O presidente Luiz Inácio Lula da Silva (PT) sancionou nesta sexta-feira (24) a Lei 15.474/2026, que autoriza a venda e a posse de aerossóis de extratos vegetais, como o spray de pimenta, para mulheres maiores de 18 anos como instrumento de defesa pessoal. A norma foi publicada no Diário Oficial da União (DOU) e estabelece regras para a comercialização, aquisição e utilização do produto em todo o país.
O texto aprovado pelo Congresso previa a possibilidade de compra por adolescentes a partir de 16 anos, desde que houvesse autorização dos responsáveis legais. No entanto, esse trecho foi vetado pelo presidente da República. Também foi vetada a exigência de que a mulher registrasse boletim de ocorrência em caso de perda, furto ou roubo do dispositivo.
A legislação sancionada determina que o spray de pimenta só poderá ser utilizado de forma moderada para repelir agressões injustas, atuais ou iminentes, devendo o uso ser interrompido imediatamente após a neutralização da ameaça. O objetivo, segundo a norma, é garantir que o dispositivo seja empregado exclusivamente para defesa pessoal.
Para adquirir o produto, será necessário apresentar documento oficial com foto, comprovante de residência fixa e certidão de antecedentes criminais que comprove a inexistência de condenação por crime doloso cometido com violência ou grave ameaça. As especificações técnicas, incluindo a concentração máxima permitida da substância, serão definidas pela Agência Nacional de Vigilância Sanitária (Anvisa).
A lei também limita a capacidade dos frascos destinados ao público civil a 50 mililitros. Recipientes com volume superior ficarão restritos às Forças Armadas e aos órgãos de segurança pública.

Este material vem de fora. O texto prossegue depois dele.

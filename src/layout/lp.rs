//! Approximate solver for the compaction linear program.
//!
//! Minimizes `sum(cost[v] * value[v])` subject to difference constraints
//! `value[upper] - value[lower] >= gap` and fixed distances between pairs of
//! variables. Variables are grouped with a disjoint-set union; a group with a
//! non-zero total cost slides in the improving direction until the tightest
//! constraint stops it and is then fused with the group on the other side of
//! that constraint. Fused groups never separate again within a pass.

use std::collections::VecDeque;

#[derive(Debug, Clone, Copy)]
struct Constraint {
    lower: usize,
    upper: usize,
    gap: i64,
}

#[derive(Debug, Clone, Copy, Default, PartialEq, Eq)]
pub(super) struct SolveStats {
    /// Group slides that changed at least one value.
    pub(super) moves: usize,
    pub(super) fusions: usize,
}

#[derive(Debug, Clone, Default)]
pub(super) struct LinearProgram {
    values: Vec<i32>,
    costs: Vec<i64>,
    constraints: Vec<Constraint>,
    /// Constraint indices by their `lower` variable.
    as_lower: Vec<Vec<usize>>,
    /// Constraint indices by their `upper` variable.
    as_upper: Vec<Vec<usize>>,
    equalities: Vec<(usize, usize)>,
}

struct Blocker {
    slack: i64,
    other: usize,
}

impl LinearProgram {
    pub(super) fn add_variable(&mut self, value: i32) -> usize {
        self.values.push(value);
        self.costs.push(0);
        self.as_lower.push(Vec::new());
        self.as_upper.push(Vec::new());
        self.values.len() - 1
    }

    pub(super) fn add_cost(&mut self, var: usize, cost: i64) {
        self.costs[var] = self.costs[var].saturating_add(cost);
    }

    /// Require `value[upper] - value[lower] >= gap`. The gap is lowered to the
    /// current distance when the constraint does not hold yet, so the starting
    /// point is always feasible.
    pub(super) fn add_min_distance(&mut self, lower: usize, upper: usize, gap: i32) {
        if lower == upper {
            return;
        }
        let current = i64::from(self.values[upper]) - i64::from(self.values[lower]);
        let idx = self.constraints.len();
        self.constraints.push(Constraint {
            lower,
            upper,
            gap: i64::from(gap).min(current),
        });
        self.as_lower[lower].push(idx);
        self.as_upper[upper].push(idx);
    }

    /// Keep the current distance between `a` and `b`.
    pub(super) fn add_fixed_distance(&mut self, a: usize, b: usize) {
        if a != b {
            self.equalities.push((a, b));
        }
    }

    pub(super) fn value(&self, var: usize) -> i32 {
        self.values[var]
    }

    pub(super) fn len(&self) -> usize {
        self.values.len()
    }

    pub(super) fn solve(&mut self, passes: usize) -> SolveStats {
        let mut stats = SolveStats::default();
        for _ in 0..passes {
            let pass = self.solve_pass();
            stats.moves += pass.moves;
            stats.fusions += pass.fusions;
            // a pass that moved nothing would repeat itself exactly
            if pass.moves == 0 {
                break;
            }
        }
        stats
    }

    fn solve_pass(&mut self) -> SolveStats {
        let mut stats = SolveStats::default();
        let mut groups = DisjointSets::new(&self.costs, &self.as_lower, &self.as_upper);
        for &(a, b) in &self.equalities {
            groups.union(&mut self.values, a, b);
        }

        let mut queue: VecDeque<usize> = (0..self.values.len())
            .filter(|var| groups.is_root(*var) && groups.cost(*var) != 0)
            .collect();
        while let Some(root) = queue.pop_front() {
            if !groups.is_root(root) {
                continue;
            }
            let cost = groups.cost(root);
            if cost == 0 {
                continue;
            }
            let decreasing = cost > 0;
            // unbounded groups stay where they are
            let Some(blocker) = self.nearest_blocker(&mut groups, root, decreasing) else {
                continue;
            };
            let delta = blocker.slack.max(0);
            if delta > 0 {
                groups.shift[root] += if decreasing { -delta } else { delta };
                stats.moves += 1;
            }
            let merged = groups.union(&mut self.values, root, blocker.other);
            stats.fusions += 1;
            if groups.cost(merged) != 0 {
                queue.push_back(merged);
            }
        }

        for var in 0..self.values.len() {
            let value = groups.value(&self.values, var);
            self.values[var] = clamp_to_i32(value);
        }
        stats
    }

    /// Tightest constraint against moving the group of `root`; ties go to the
    /// constraint added first. Constraints that became internal to the group
    /// are dropped from its incident list on the way.
    fn nearest_blocker(
        &self,
        groups: &mut DisjointSets,
        root: usize,
        decreasing: bool,
    ) -> Option<Blocker> {
        let mut incident = if decreasing {
            std::mem::take(&mut groups.as_upper[root])
        } else {
            std::mem::take(&mut groups.as_lower[root])
        };
        let mut best: Option<(i64, usize, usize)> = None;
        incident.retain(|&idx| {
            let constraint = self.constraints[idx];
            let other = if decreasing {
                constraint.lower
            } else {
                constraint.upper
            };
            if groups.find(other) == root {
                return false;
            }
            let slack = groups.value(&self.values, constraint.upper)
                - groups.value(&self.values, constraint.lower)
                - constraint.gap;
            let better = match best {
                None => true,
                Some((best_slack, best_idx, _)) => {
                    slack < best_slack || (slack == best_slack && idx < best_idx)
                }
            };
            if better {
                best = Some((slack, idx, other));
            }
            true
        });
        if decreasing {
            groups.as_upper[root] = incident;
        } else {
            groups.as_lower[root] = incident;
        }
        best.map(|(slack, _, other)| Blocker { slack, other })
    }
}

fn clamp_to_i32(value: i64) -> i32 {
    value.clamp(i64::from(i32::MIN), i64::from(i32::MAX)) as i32
}

/// Move the smaller of two incident lists onto the larger one and leave the
/// result at `into`.
fn absorb(lists: &mut [Vec<usize>], into: usize, from: usize) {
    let mut moved = std::mem::take(&mut lists[from]);
    if moved.len() > lists[into].len() {
        std::mem::swap(&mut moved, &mut lists[into]);
    }
    lists[into].extend(moved);
}

/// Groups of variables that move together. A group's members keep their
/// values relative to each other; sliding the group only touches `shift` at
/// its root.
#[derive(Debug)]
struct DisjointSets {
    parent: Vec<usize>,
    members: Vec<Vec<usize>>,
    cost: Vec<i64>,
    shift: Vec<i64>,
    /// Constraints with a member as `lower`, by root.
    as_lower: Vec<Vec<usize>>,
    /// Constraints with a member as `upper`, by root.
    as_upper: Vec<Vec<usize>>,
}

impl DisjointSets {
    fn new(costs: &[i64], as_lower: &[Vec<usize>], as_upper: &[Vec<usize>]) -> Self {
        Self {
            parent: (0..costs.len()).collect(),
            members: (0..costs.len()).map(|var| vec![var]).collect(),
            cost: costs.to_vec(),
            shift: vec![0; costs.len()],
            as_lower: as_lower.to_vec(),
            as_upper: as_upper.to_vec(),
        }
    }

    fn is_root(&self, var: usize) -> bool {
        self.parent[var] == var
    }

    fn cost(&self, root: usize) -> i64 {
        self.cost[root]
    }

    /// Current value of `var`, including the pending shift of its group.
    fn value(&mut self, values: &[i32], var: usize) -> i64 {
        let root = self.find(var);
        i64::from(values[var]) + self.shift[root]
    }

    fn find(&mut self, var: usize) -> usize {
        let mut root = var;
        while self.parent[root] != root {
            root = self.parent[root];
        }
        let mut current = var;
        while self.parent[current] != root {
            let next = self.parent[current];
            self.parent[current] = root;
            current = next;
        }
        root
    }

    /// Merge two groups, the smaller into the larger, rebasing the stored
    /// values of the smaller one onto the shift of the larger. Returns the
    /// new root.
    fn union(&mut self, values: &mut [i32], a: usize, b: usize) -> usize {
        let mut a = self.find(a);
        let mut b = self.find(b);
        if a == b {
            return a;
        }
        if self.members[a].len() < self.members[b].len() {
            std::mem::swap(&mut a, &mut b);
        }
        let rebase = self.shift[b] - self.shift[a];
        let moved = std::mem::take(&mut self.members[b]);
        if rebase != 0 {
            for &var in &moved {
                values[var] = clamp_to_i32(i64::from(values[var]) + rebase);
            }
        }
        self.members[a].extend(moved);
        self.parent[b] = a;
        absorb(&mut self.as_lower, a, b);
        absorb(&mut self.as_upper, a, b);
        self.cost[a] = self.cost[a].saturating_add(self.cost[b]);
        self.cost[b] = 0;
        self.shift[b] = 0;
        a
    }
}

Além de regulamentar o uso do spray de pimenta em âmbito nacional, a legislação estabelece obrigações para os estabelecimentos autorizados a comercializar o produto. As lojas deverão manter registro das vendas para garantir a rastreabilidade, orientar os compradores sobre o uso seguro e responsável do dispositivo, emitir documento fiscal e registrar os dados do adquirente e da pessoa com a posse.